Nel primo pomeriggio invece si è tenuta la tavola rotonda moderata dalla giornalista e conduttrice Sky Ilaria Iacoviello con le delegazioni delle città candidate. Si è partiti dalla domanda che ha dato il tiolo al convegno fino ad arrivare quelle relative alle motivazioni e le scelte di intraprendere il percorso, sulle strategie messe in atto e su quelle già avviate per arrivare alla prima fase di selezione.

Il sindaco Boccali ha ricordato come Perugia e l’Umbria in generale abbiano già una dimensione europea e internazionale, dai grandi eventi – il Festival dei Due Mondi, Umbria Jazz, il Festival Internazionale del Giornalismo – ai luoghi di cultura e alla capacità avuta di renderli un volano per l’economia. «Una grande opportunità per la nostra città e per l’Umbria intera – ha ribadito – per cui lavorare tutti insieme. Soprattutto perché dall’attuale dibattito sulla crescita e lo sviluppo del nostro paese è purtroppo scomparso il tema delle città e della forza che può rappresentare per il paese quanto sistema, non solo come istituzioni ma come sistema di imprese portatrici di economia e innovazioni nelle città italiane. Perugia e Assisi – ha aggiunto – credono che in questo contesto si possa ricostruire una pianificazione strategica di nuovo millennio che coniughi il passato e la tradizione positiva con una dimensione internazionale della nostra terra. La nostra economia principale, quella della cultura, deve riuscire a trainare, come già sta facendo in tanti luoghi, tutti gli altri settori».

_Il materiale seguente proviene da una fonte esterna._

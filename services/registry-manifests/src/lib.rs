//! # Container image manifests
//!
//! Accepts, validates, stores and serves Docker image manifests over the
//! registry HTTP API.
//!
//! - Manifests are addressed by the sha256 of their exact bytes.
//! - Schema 1 (plain and signed), schema 2 and manifest lists are parsed
//!   according to the content type they are pushed with.
//! - Nothing is published unless everything it references is already stored
//!   in the same repository.
//! - Tags keep one manifest per type, and pulls negotiate between them using
//!   the client's `Accept` header.
//!
//! ## Example
//!
//! ```no_run
//! use registry_manifests::RegistryBuilder;
//! use storage::MemoryStorage;
//!
//! # async fn example() -> Result<(), Box<dyn std::error::Error>> {
//! let storage = MemoryStorage::with_buckets(&["registry"]);
//! let registry = RegistryBuilder::new(storage.into())
//!     .bucket("registry")
//!     .build();
//!
//! let listener = tokio::net::TcpListener::bind("127.0.0.1:5000").await?;
//! axum::serve(listener, registry).await?;
//! # Ok(())
//! # }
//! ```

mod api;
mod blob;
mod config;
mod digest;
mod error;
mod list;
mod manifest;
mod media;
mod negotiate;
mod process;
mod repository;
mod schema;
mod storage;
mod sync;

pub use api::{API_VERSION_HEADER, RegistryBuilder};
pub use config::{LogFormat, RegistryConfig};
pub use digest::{Algorithm, Digest};
pub use error::{RegistryError, RegistryResult};
pub use list::{ListProcessor, Visited};
pub use manifest::DOCKER_CONTENT_DIGEST;
pub use media::{AcceptableTypes, ManifestType};
pub use negotiate::negotiate;
pub use process::{
    DEFAULT_MAX_MANIFEST_SIZE, ManifestHead, ManifestProcessor, Published, ServedManifest,
};
pub use repository::{Reference, RepositoryCoordinate};
pub use schema::{
    BlobRef, ImageManifest, ManifestList, ParsedManifest, Platform, PlatformManifest, deserialize,
};
pub use crate::storage::{ManifestRecord, PutOutcome, RegistryStorage, StoredManifest, TagRecord};
pub use sync::{DEFAULT_CONCURRENCY, Synchronizer};
//! Repository coordinates and manifest references

use std::fmt;

use camino::Utf8PathBuf;

use crate::digest::Digest;
use crate::error::{RegistryError, RegistryResult};

/// The namespace a manifest, blob or tag lives in: `(project, name)`.
///
/// Nothing is ever shared between two coordinates, content addressing
/// included.
#[derive(Debug, Clone, PartialEq, Eq, Hash)]
pub struct RepositoryCoordinate {
    project: String,
    name: String,
}

impl RepositoryCoordinate {
    /// Validate and build a coordinate.
    pub fn new(project: impl Into<String>, name: impl Into<String>) -> RegistryResult<Self> {
        let project = project.into();
        let name = name.into();
        validate_component(&project)?;
        validate_component(&name)?;
        Ok(Self { project, name })
    }

    /// The project part.
    pub fn project(&self) -> &str {
        &self.project
    }

    /// The repository name part.
    pub fn name(&self) -> &str {
        &self.name
    }

    /// Storage prefix for everything under this coordinate.
    pub(crate) fn prefix(&self) -> Utf8PathBuf {
        Utf8PathBuf::from(&self.project).join(&self.name)
    }
}

impl fmt::Display for RepositoryCoordinate {
    fn fmt(&self, f: &mut fmt::Formatter<'_>) -> fmt::Result {
        write!(f, "{}/{}", self.project, self.name)
    }
}

/// Lowercase alphanumeric runs joined by single `.`, `_` or `-`.
fn validate_component(component: &str) -> RegistryResult<()> {
    let invalid = || RegistryError::InvalidRepository(component.to_string());

    let is_alnum = |c: char| c.is_ascii_lowercase() || c.is_ascii_digit();
    let is_separator = |c: char| matches!(c, '.' | '_' | '-');

    let mut previous_separator = true;
    for c in component.chars() {
        if is_alnum(c) {
            previous_separator = false;
        } else if is_separator(c) && !previous_separator {
            previous_separator = true;
        } else {
            return Err(invalid());
        }
    }

    // Empty, or ending in a separator.
    if previous_separator {
        return Err(invalid());
    }
    Ok(())
}

/// How a manifest is addressed in a request: by tag or by digest.
#[derive(Debug, Clone, PartialEq, Eq)]
pub enum Reference {
    /// A mutable tag name.
    Tag(String),
    /// An immutable content digest.
    Digest(Digest),
}

impl Reference {
    /// Parse a reference: anything containing `:` must be a digest,
    /// everything else must be a valid tag.
    pub fn parse(reference: &str) -> RegistryResult<Self> {
        if reference.contains(':') {
            return reference.parse().map(Reference::Digest);
        }

        let mut chars = reference.chars();
        let valid = reference.len() <= 128
            && chars
                .next()
                .is_some_and(|c| c.is_ascii_alphanumeric() || c == '_')
            && chars.all(|c| c.is_ascii_alphanumeric() || matches!(c, '_' | '.' | '-'));

        if !valid {
            return Err(RegistryError::InvalidTag(reference.to_string()));
        }
        Ok(Reference::Tag(reference.to_string()))
    }
}

impl fmt::Display for Reference {
    fn fmt(&self, f: &mut fmt::Formatter<'_>) -> fmt::Result {
        match self {
            Reference::Tag(tag) => f.write_str(tag),
            Reference::Digest(digest) => digest.fmt(f),
        }
    }
}
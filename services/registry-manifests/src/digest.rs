//! Content digests
//!
//! A [`Digest`] is always computed over the exact bytes received, never over
//! a re-serialized copy: clients re-derive the digest from what they pull.

use std::fmt;
use std::str::FromStr;

use camino::Utf8PathBuf;
use sha2::{Digest as _, Sha256, Sha512};

use crate::error::{RegistryError, RegistryResult};

/// Hash algorithm of a digest.
#[derive(Debug, Clone, Copy, PartialEq, Eq, PartialOrd, Ord, Hash)]
pub enum Algorithm {
    /// `sha256`, used for everything the registry computes itself.
    Sha256,
    /// `sha512`, accepted when a client addresses content with it.
    Sha512,
}

impl Algorithm {
    /// Name used in the `<algorithm>:<hex>` form.
    pub fn as_str(&self) -> &'static str {
        match self {
            Algorithm::Sha256 => "sha256",
            Algorithm::Sha512 => "sha512",
        }
    }

    fn hex_len(&self) -> usize {
        match self {
            Algorithm::Sha256 => 64,
            Algorithm::Sha512 => 128,
        }
    }

    fn hash(&self, data: &[u8]) -> String {
        match self {
            Algorithm::Sha256 => hex::encode(Sha256::digest(data)),
            Algorithm::Sha512 => hex::encode(Sha512::digest(data)),
        }
    }
}

impl fmt::Display for Algorithm {
    fn fmt(&self, f: &mut fmt::Formatter<'_>) -> fmt::Result {
        f.write_str(self.as_str())
    }
}

/// A content identifier of the form `<algorithm>:<hex>`.
#[derive(Debug, Clone, PartialEq, Eq, PartialOrd, Ord, Hash)]
#[derive(serde::Serialize, serde::Deserialize)]
#[serde(try_from = "String", into = "String")]
pub struct Digest {
    algorithm: Algorithm,
    hex: String,
}

impl Digest {
    /// Compute the sha256 digest of some bytes.
    pub fn sha256(data: &[u8]) -> Self {
        Self {
            algorithm: Algorithm::Sha256,
            hex: Algorithm::Sha256.hash(data),
        }
    }

    /// Compute the digest of a manifest body.
    ///
    /// Unlike blobs, a manifest can never be empty.
    pub fn manifest(data: &[u8]) -> RegistryResult<Self> {
        if data.is_empty() {
            return Err(RegistryError::InvalidManifest(
                "manifest body is empty".to_string(),
            ));
        }
        Ok(Self::sha256(data))
    }

    /// The algorithm part.
    pub fn algorithm(&self) -> Algorithm {
        self.algorithm
    }

    /// The hex-encoded hash part.
    pub fn hex(&self) -> &str {
        &self.hex
    }

    /// Recompute the digest of `data` with this digest's algorithm and
    /// compare.
    pub fn verify(&self, data: &[u8]) -> RegistryResult<()> {
        let actual = Self {
            algorithm: self.algorithm,
            hex: self.algorithm.hash(data),
        };
        if actual != *self {
            return Err(RegistryError::DigestMismatch {
                expected: self.clone(),
                actual,
            });
        }
        Ok(())
    }

    /// Relative storage path for this digest: `<algorithm>/<hex>`.
    pub(crate) fn path(&self) -> Utf8PathBuf {
        Utf8PathBuf::from(self.algorithm.as_str()).join(&self.hex)
    }
}

impl fmt::Display for Digest {
    fn fmt(&self, f: &mut fmt::Formatter<'_>) -> fmt::Result {
        write!(f, "{}:{}", self.algorithm, self.hex)
    }
}

impl FromStr for Digest {
    type Err = RegistryError;

    fn from_str(s: &str) -> Result<Self, Self::Err> {
        let invalid = || RegistryError::InvalidDigest(s.to_string());

        let (algorithm, hex) = s.split_once(':').ok_or_else(invalid)?;
        let algorithm = match algorithm {
            "sha256" => Algorithm::Sha256,
            "sha512" => Algorithm::Sha512,
            _ => return Err(invalid()),
        };

        if hex.len() != algorithm.hex_len()
            || !hex
                .bytes()
                .all(|b| b.is_ascii_digit() || (b'a'..=b'f').contains(&b))
        {
            return Err(invalid());
        }

        Ok(Self {
            algorithm,
            hex: hex.to_string(),
        })
    }
}

impl TryFrom<String> for Digest {
    type Error = RegistryError;

    fn try_from(value: String) -> Result<Self, Self::Error> {
        value.parse()
    }
}

impl From<Digest> for String {
    fn from(value: Digest) -> Self {
        value.to_string()
    }
}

Si è ricordato come gli scopi, i criteri e le caratteristiche della competizione previste dal programma europeo necessitano di essere indagati in profondità, per far sì che il lungo percorso che porta all’assegnazione del titolo vada costruito con impegno e passione, utilizzando regole e strumenti all’insegna della trasparenza e della lealtà. Allo stesso tempo è stato sottolineato quanto sia importante che il tema della Capitale europea della cultura entri quanto prima nell’agenda pubblica nazionale e trovi lo spazio che merita nel quadro delle politiche italiane e nazionali.